Also Known As: "Dolly", "Dolly"
Birthdate:
Birthplace: Stow, Middlesex County, Massachusetts, United States
Death: March 20, 1867 (69)
Fredonia, Caldwell County, Kentucky, United States
Place of Burial: Livingston Cemetery Road, Fredonia, Caldwell County, Tennessee, United States
Immediate Family:

Daughter of Captain Nathan Gates; Captain Nathan Gates; Dorothy Gates and Dorothy Gates
Wife of James Haywood Bledsoe; John C. Smith and Joel Ridley Smith
Mother of Ballard Gates Bledsoe; Boyd Clay Bledsoe; Mary Beard Johnson; Betsy Ann Maxwell; Mary Beard Smith and 4 others
Sister of Nathan Gates; Maria Gates; Anna C. Gates; Joseph Gates; Sarah M. Gates and 5 others

Managed by: Private User
Last Updated:

About Dorothy Putnam Smith

Dorothy 'Dollie' Putnam Bledsoe (Gates)

https://www.findagrave.com/memorial/128281679/dorothy-putnam-bledsoe

Dorothy's first husband was the Rev. John C. Smith b: 23 September 1795 in Boston, Suffolk County, Massachusetts. They were married on 12 January 1811 (*also said to have been married 2 December 1818 in Caldwell County, Kentucky) and had the following children:

1. Martha (Ballard?) Laurence Smith b: 1821,
2. Robert E. D. Smith b: 1821,
3. Betsy Ann Smith b: 1826,
4. Mary Beard (Ballard) Smith b: 22 Feb 1828-29 in McKenzie, Tennessee
5. Dorothy Jane Smith.

Her 2nd marriage was to James Haywood Bledsoe b: 10 February 1788 in Wake County, North Carolina. They were married 18 March 1832 in Carroll County, Tennessee, and had the following children:

1. Boyd Clay Bledsoe (CSA) b: 24 February 1833 in Macedonia, Carroll County, Tennessee,
2. Ballard Gates Bledsoe b: 1835,
3. Beulah Jane Bledsoe b: 1837,
4. Ruth Bledsoe.

Her 3rd husband was Joel Ridley Smith, 1797-1852, who fought in the War of 1812. She was his 2nd wife. They were married 12 January 1841 and had the following children:

1. Nathan Smith b: 1842,
2. Gussie Smith.

During the War Between the States a battle was fought near her home. She sheltered inside her house during the battle, then, when it was over, went and tenderly laid out the dead. Later when moon came out she went back to cover their poor faces. It is said the horror never left her. After end of war she sold her Tennessee home (in Collierville) and moved back to Fredonia, Kentucky. Shortly thereafter she died while sitting at dinner table, quietly slipping to the floor. Buried beside her mother Dolly Gates, the family was too impoverished by war to afford a headstone for her.

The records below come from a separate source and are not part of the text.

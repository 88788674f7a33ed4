use base64::engine::general_purpose::STANDARD;
use base64::Engine;
use serde::Serialize;

use super::{endpoints, Converter, Endpoint};
use crate::config::SubscriptionConfig;
use crate::error::Result;
use crate::resolver::PoolSelector;
use crate::types::{non_empty, NodeType, OutputFormat};

/// Share-link list, base64 encoded as a whole.
#[derive(Debug, Clone, Copy, Default)]
pub struct Base64;

impl Converter for Base64 {
    fn format(&self) -> OutputFormat {
        OutputFormat::Base64
    }

    fn convert(&self, config: &SubscriptionConfig, selector: &dyn PoolSelector) -> Result<String> {
        let links = endpoints(config, selector)
            .iter()
            .map(share_link)
            .collect::<Result<Vec<_>>>()?;
        Ok(STANDARD.encode(links.join("\n")))
    }
}

/// `vmess://` payload, field order is what clients expect
#[derive(Serialize)]
struct VmessShare<'a> {
    v: &'static str,
    ps: &'a str,
    add: &'a str,
    port: u16,
    id: &'a str,
    aid: u32,
    net: &'a str,
    #[serde(rename = "type")]
    header_type: &'static str,
    host: &'a str,
    path: &'a str,
    tls: &'a str,
    sni: &'a str,
}

fn share_link(ep: &Endpoint<'_>) -> Result<String> {
    let node = ep.node;
    let link = match ep.node_type {
        NodeType::Vmess => {
            let share = VmessShare {
                v: "2",
                ps: &ep.name,
                add: &ep.server,
                port: node.port,
                id: node.uuid().unwrap_or_default(),
                aid: node.alter_id(),
                net: node.network(),
                header_type: "none",
                host: node.host().unwrap_or_default(),
                path: node.path().unwrap_or_default(),
                tls: non_empty(&node.tls).unwrap_or_default(),
                sni: node.sni().unwrap_or_default(),
            };
            format!("vmess://{}", STANDARD.encode(serde_json::to_string(&share)?))
        }
        NodeType::Vless => {
            let security = non_empty(&node.tls).unwrap_or("none");
            let mut params = vec![("type", node.network()), ("security", security)];
            params.extend(transport_params(ep));
            format!(
                "vless://{}@{}:{}?{}#{}",
                node.uuid().unwrap_or_default(),
                ep.server,
                node.port,
                query_string(&params),
                urlencoding::encode(&ep.name)
            )
        }
        NodeType::Trojan => {
            let mut params = vec![("type", node.network())];
            params.extend(transport_params(ep));
            format!(
                "trojan://{}@{}:{}?{}#{}",
                node.password().unwrap_or_default(),
                ep.server,
                node.port,
                query_string(&params),
                urlencoding::encode(&ep.name)
            )
        }
        NodeType::Shadowsocks => {
            let userinfo = format!(
                "{}:{}",
                node.method().unwrap_or_default(),
                node.password().unwrap_or_default()
            );
            format!(
                "ss://{}@{}:{}#{}",
                STANDARD.encode(userinfo),
                ep.server,
                node.port,
                urlencoding::encode(&ep.name)
            )
        }
    };
    Ok(link)
}

/// Optional `host`, `path` and `sni` params, only when set
fn transport_params<'a>(ep: &Endpoint<'a>) -> Vec<(&'static str, &'a str)> {
    let node = ep.node;
    [("host", node.host()), ("path", node.path()), ("sni", node.sni())]
        .into_iter()
        .filter_map(|(key, value)| value.map(|v| (key, v)))
        .collect()
}

fn query_string(params: &[(&str, &str)]) -> String {
    params
        .iter()
        .map(|(key, value)| format!("{}={}", key, urlencoding::encode(value)))
        .collect::<Vec<_>>()
        .join("&")
}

NOTE: Dorothy Putnam (Gates) Bledsoe remarried Joel R. Smith, January 12, 1841. She and the latter husband sold her one-fourth interest in the Bledsoe estate slaves to John K. Clark in December 1848. (Carroll County Deed Book G, page 278) At age 52, Dorothy Bledsoe Smith was living with her husband and family, ostensibly on the Bledsoe farm in civil district nine in 1850 (Census, page 172). Joel R. Smith is buried beside his first wife in Oak Hill Cemetery in Huntingdon. In February 1852, Dorothy P. and Joel R. Smith sold her dower in the estates of her former husbands, Rev. John C. Smith (35 acres) and Haywood Bledsoe (135 acres) to Robert Smith, on the latter of which she then lived. (Carroll County Deed Book H, page 466) On December 6, 1852, a few days before his demise, Joel R. Smith resigned his position as a justice of the peace. (IBID., County Court Minute Book 1850-1856, page 217) She was appointed guardian of their son, Nathan Smith. She lived until 1867.


GEDCOM Note

During the Civil War, Dorothy lived at Collierville (TN) on the old Memphis and Charleston R.R. (now the Southern) and her front yard was on the main, much traveled road to the East from Memphis. One night just at dusk some troops met unexpectedly and had a skirmish. Dorothy was alone in the house with a colored maid. After it was over, there were dead left in her yard. Having sons (Boyd Bledsoe and Nathan Smith) somewhere in the army (CSA), Dorothy's anxiety was so great tat she took this maid and went out and turned over each body, to assure herself (none were her sons). Later, when the full moon came out, she could not sleep for looking out at those unfortunates, so then went out and covered each face with towels. Mrs. Cates saw this old house in her childhood days and the bullet holes in it. Dorothy sold this house at the close of the war to the Howlett family and returned to Fredonia, KY where she lived with her daughter, Mary Smith Johnson. She was never well afterwards and fell (slipped to the floor) from her chair at the dinner table one day, dead.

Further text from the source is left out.